Trichomonas gallinae: charaterization and regulatory properties of lactic dehydrogenase.

The lactic dehydrogenase (l-lactate: NAD oxidoreductase, EC 1.1.1.27, LDH)of Trichomonas gallinae was characterized and some of its regulatory properties studied. Electrophoretic analysis, with specific enzymatic staining of crude and dialyzed cell-free extracts and dialyzed ammonium sulfate fractions, all revealed a single band of enzymatic activity suggesting only one molecular form of the enzyme. The pH optima were found to be the following: 7.0 in the pyruvate to lactate direction and 9.0 in the reverse direction. Thermal inactivation studies showed a narrow temperature optimum peaking at 35 C. The K_m values for all four reaction components were determined and found to be: NADH, 70 μm; pyruvate, 88 μm; NAD, 65 μm; and l-lactate, 4.6 mM. T. gallinae LDH was absolutely specific for NAD, NADH, l-lactate, and pyruvate.

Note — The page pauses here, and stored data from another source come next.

//! Layout strategies.
//!
//! A container delegates sizing and placement of its children to a
//! [`Strategy`]. Strategies hold no per-child state: they see the children's
//! measured sizes and positions in order, and return one rect per child.

use tableau_core::{Rect, Size, Vec2};

use crate::Position;

/// A child as its container's strategy sees it.
#[derive(Clone, Copy, Debug, PartialEq, Eq)]
pub struct Measured {
    pub size: Size,
    pub position: Position,
}

pub trait Strategy {
    /// Aggregate size of `children`, in order.
    fn measure(&self, children: &[Size]) -> Size;

    /// One rect per child, inside `bounds`.
    fn distribute(&self, children: &[Measured], bounds: Rect) -> Vec<Rect>;
}

#[derive(Clone, Copy, Debug, PartialEq, Eq)]
pub enum Axis {
    Horizontal,
    Vertical,
}

/// Lays children out one after the other along `axis`, with `padding`
/// between neighbours and around the outside.
#[derive(Clone, Copy, Debug, PartialEq, Eq)]
pub struct BoxLayout {
    pub axis: Axis,
    pub padding: i32,
}

impl BoxLayout {
    pub const DEFAULT_PADDING: i32 = 5;

    pub fn new(axis: Axis) -> Self {
        Self {
            axis,
            padding: Self::DEFAULT_PADDING,
        }
    }

    pub fn vertical() -> Self {
        Self::new(Axis::Vertical)
    }

    pub fn horizontal() -> Self {
        Self::new(Axis::Horizontal)
    }

    pub fn with_padding(mut self, padding: i32) -> Self {
        self.padding = padding;
        self
    }

    /// (main, cross) extents of `size`.
    fn split(&self, size: Size) -> (i32, i32) {
        match self.axis {
            Axis::Vertical => (size.height, size.width),
            Axis::Horizontal => (size.width, size.height),
        }
    }

    fn join(&self, main: i32, cross: i32) -> Size {
        match self.axis {
            Axis::Vertical => Size::new(cross, main),
            Axis::Horizontal => Size::new(main, cross),
        }
    }
}

impl Strategy for BoxLayout {
    fn measure(&self, children: &[Size]) -> Size {
        let p = self.padding;
        let (main, cross) = children.iter().fold((0, 0), |(main, cross), s| {
            let (m, c) = self.split(*s);
            (main + m, cross.max(c))
        });
        let gaps = children.len().saturating_sub(1) as i32;
        self.join(main + gaps * p + 2 * p, cross + 2 * p)
    }

    fn distribute(&self, children: &[Measured], bounds: Rect) -> Vec<Rect> {
        let p = self.padding;
        let mut cursor = p;
        children
            .iter()
            .map(|child| {
                let (main, _) = self.split(child.size);
                // Slot along the main axis; the child aligns itself inside it.
                let (offset, space) = match self.axis {
                    Axis::Vertical => (
                        Vec2::new(p, cursor),
                        Size::new(bounds.w - 2 * p, child.size.height),
                    ),
                    Axis::Horizontal => (
                        Vec2::new(cursor, p),
                        Size::new(child.size.width, bounds.h - 2 * p),
                    ),
                };
                let top_left = bounds.origin() + offset + child.position.resolve(child.size, space);
                cursor += main + p;
                Rect::from_origin_size(top_left, child.size)
            })
            .collect()
    }
}

/// Gives every child the full bounds; children overlap and place themselves
/// through their own [`Position`]. Sized by the first child.
#[derive(Clone, Copy, Debug, Default, PartialEq, Eq)]
pub struct StackLayout;

impl Strategy for StackLayout {
    fn measure(&self, children: &[Size]) -> Size {
        children.first().copied().unwrap_or(Size::ZERO)
    }

    fn distribute(&self, children: &[Measured], bounds: Rect) -> Vec<Rect> {
        children
            .iter()
            .map(|child| {
                let top_left = bounds.origin() + child.position.resolve(child.size, bounds.size());
                Rect::from_origin_size(top_left, child.size)
            })
            .collect()
    }
}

The enzyme exhibited negative cooperativity, with both NADH and l-lactate, as evidenced by curvilinear Lineweaver-Burk kinetics and Hill coefficients of less than one. Several glycolytic intermediates lowered the K_m of NADH with variable effects on the K_m of pyruvate. The regulation of LDH by glycolytic intermediates is discussed.